Momentos cruciais do Calvário

Esboço de sermão pregado por C.M.O. há mais de 20 anos na Igreja em Quinta do Conde:

1. AS TREVAS (Mat. 27.45).

     Trevas ao meio-dia e durante 3 horas – trevas como as espessas trevas do Egipto, que se podiam apalpar – um súbito cair da escuridão da meia-noite. No nascimento do Senhor Jesus as trevas da noite converteram-se em glória luminosa refulgente; agora a plenitude do dia converte-se em noite de breu infernal.

     Não, não se tratou de um eclipse do sol, pois as trevas foram muito prolongadas, e porque se comemorava Páscoa dos judeus, que, como se sabe, era comemorada sempre na altura de Lua Cheia, quando é impossível haver um eclipse do sol. Os próprios inimigos da cruz não negaram as trevas miraculosas. Não consta ter havido algum desmentido quando isto foi proclamado e Mateus escreveu.

     Eis um “horror de umas grandes trevas” em que as de Abraão não passam de mera sombra (Gén. 15.12). DEUS É LUZ; as trevas são o indício da ausência de Deus! Cristo ficou só com os nossos pecados. Mergulhou nas trevas para eu poder andar na luz.

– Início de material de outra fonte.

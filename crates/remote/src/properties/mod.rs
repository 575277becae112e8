//! Property persistence over a document store.

mod repository;


pub use repository::PropertyRepository;
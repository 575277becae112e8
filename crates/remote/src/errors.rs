//! Adapter-specific error types.
//!
//! HTTP and codec failures are kept here and converted to the store-agnostic
//! [`StoreError`] defined in `propdesk_core` before leaving the crate.

use propdesk_core::errors::{Error, StoreError};
use thiserror::Error;

/// Result type alias for raw adapter calls.
pub type Result<T> = std::result::Result<T, RemoteError>;

/// Errors raised while talking to Firestore or Algolia.
#[derive(Debug, Error)]
pub enum RemoteError {
    /// HTTP client error (connect, timeout, body read)
    #[error("HTTP error: {0}")]
    Http(#[from] reqwest::Error),

    /// JSON serialization/deserialization error
    #[error("JSON error: {0}")]
    Json(#[from] serde_json::Error),

    /// Error response from the remote API
    #[error("API error ({status}): {message}")]
    Api { status: u16, message: String },

    /// A document value that the codec cannot represent
    #[error("Codec error: {0}")]
    Codec(String),

    /// Invalid client configuration or request
    #[error("Invalid request: {0}")]
    InvalidRequest(String),
}

impl RemoteError {
    pub fn api(status: u16, message: impl Into<String>) -> Self {
        Self::Api {
            status,
            message: message.into(),
        }
    }

    pub fn codec(message: impl Into<String>) -> Self {
        Self::Codec(message.into())
    }

    pub fn invalid_request(message: impl Into<String>) -> Self {
        Self::InvalidRequest(message.into())
    }
}

impl From<RemoteError> for StoreError {
    fn from(err: RemoteError) -> Self {
        match err {
            RemoteError::Http(e) if e.is_timeout() || e.is_connect() || e.is_request() => {
                StoreError::Network(e.to_string())
            }
            RemoteError::Http(e) => match e.status() {
                Some(status) => StoreError::Rejected {
                    status: status.as_u16(),
                    message: e.to_string(),
                },
                None => StoreError::Network(e.to_string()),
            },
            RemoteError::Json(e) => StoreError::Malformed(e.to_string()),
            RemoteError::Codec(message) => StoreError::Malformed(message),
            RemoteError::Api { status: 404, message } => StoreError::NotFound(message),
            RemoteError::Api {
                status: 401 | 403,
                message,
            } => StoreError::PermissionDenied(message),
            RemoteError::Api { status, message } => StoreError::Rejected { status, message },
            RemoteError::InvalidRequest(message) => StoreError::Internal(message),
        }
    }
}

impl From<RemoteError> for Error {
    fn from(err: RemoteError) -> Self {
        Error::Store(err.into())
    }
}

#[cfg(test)]
mod tests {
    use super::*;

    #[test]
    fn test_api_status_mapping() {
        assert!(matches!(
            StoreError::from(RemoteError::api(404, "gone")),
            StoreError::NotFound(_)
        ));
        assert!(matches!(
            StoreError::from(RemoteError::api(403, "denied")),
            StoreError::PermissionDenied(_)
        ));
        assert!(matches!(
            StoreError::from(RemoteError::api(409, "exists")),
            StoreError::Rejected { status: 409, .. }
        ));
    }

    #[test]
    fn test_codec_error_is_malformed() {
        let err: Error = RemoteError::codec("bad value").into();
        assert!(matches!(err, Error::Store(StoreError::Malformed(_))));
    }
}
//! Remote store adapters for propdesk.
//!
//! This crate implements the repository and search traits defined in
//! `propdesk-core` and contains:
//! - A document-store abstraction with Firestore REST and in-memory backends
//! - A search-index client for Algolia and an in-memory index for development
//! - Repository implementations for every domain record
//!
//! # Architecture
//!
//! This crate is the only place where HTTP clients and wire codecs exist.
//! `core` works purely with traits.
//!
//! ```text
//!            core (domain, mutations)
//!                     │
//!                     ▼
//!            remote (this crate)
//!          ┌──────────┴──────────┐
//!          ▼                     ▼
//!   DocumentStore         SearchIndexTrait
//!   Firestore | memory    Algolia | memory
//! ```

pub mod algolia;
pub mod document;
pub mod errors;
pub mod firestore;
mod search_memory;
mod utils;

// Repository implementations
pub mod builders;
pub mod projects;
pub mod properties;
pub mod requirements;
pub mod tasks;

pub use algolia::{AlgoliaClient, AlgoliaConfig};
pub use document::{DocumentStore, MemoryDocumentStore};
pub use errors::RemoteError;
pub use firestore::{FirestoreClient, FirestoreConfig};
pub use search_memory::MemorySearchIndex;

pub use builders::BuilderRepository;
pub use projects::ProjectRepository;
pub use properties::PropertyRepository;
pub use requirements::RequirementRepository;
pub use tasks::TaskRepository;

// Re-export from propdesk-core for convenience
pub use propdesk_core::errors::{Error, Result, StoreError};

2. O RASGAR DO VÉU (Mat. 27.51).

     Foi o fim do monopólio da religião Judaica, o fim do sacerdócio terreno! O rasgar do véu não foi resultado de um terramoto, pois o resto da estrutura do templo estava intacta. Também não foram mãos humanas que o fizeram, pois para além de não o conseguirem face à sua espessura, lemos que o rasgão se deu de alto a baixo. (Os homens rasgá-lo-iam de baixo a cima). Acresce que o rasgão ocorreu durante o sacrifício da tarde, quando os sacerdotes estavam a ministrar no Lugar Santo, constituindo-se testemunhas do portentoso evento. Percebem agora porque é que lemos em Actos 6.7 que um grande número de sacerdotes obedeceu à fé?

     Heb. 10.20 é o comentário divino ao acontecimento. O véu é típico da carne do Senhor Jesus rasgada, para dar-nos finalmente acesso à presença de Deus. Ele morreu para levar-nos a Deus. Agora não são precisos sacerdotes. O caminho está aberto. Aberto a todos. Só tens que te aproximar com um coração em inteira certeza de fé. A porta está aberta. Por que é que esperas?


3. O TREMOR DE TERRA CIRÚRGICO ABRIU OS SEPULCROS (Mat. 27.51,52).

     Vemos aqui convulsões da natureza em termos de triunfo e não de terror, como no Sinai. Terramotos sempre houve, mas tremores de terra cirúrgicos são milagres de precisão, como a queda dos muros de Jericó.

     O tremor de terra e a abertura dos sepulcros fez com que o Centurião temesse grandemente e dissesse: “Na verdade este era o Filho de Deus”.

     Só Mateus regista este fenómeno, mas este Evangelho de Mateus surge durante o tempo de vida das testemunhas, e por isso constituiu um desafio para que alguém o negasse, o que nunca aconteceu.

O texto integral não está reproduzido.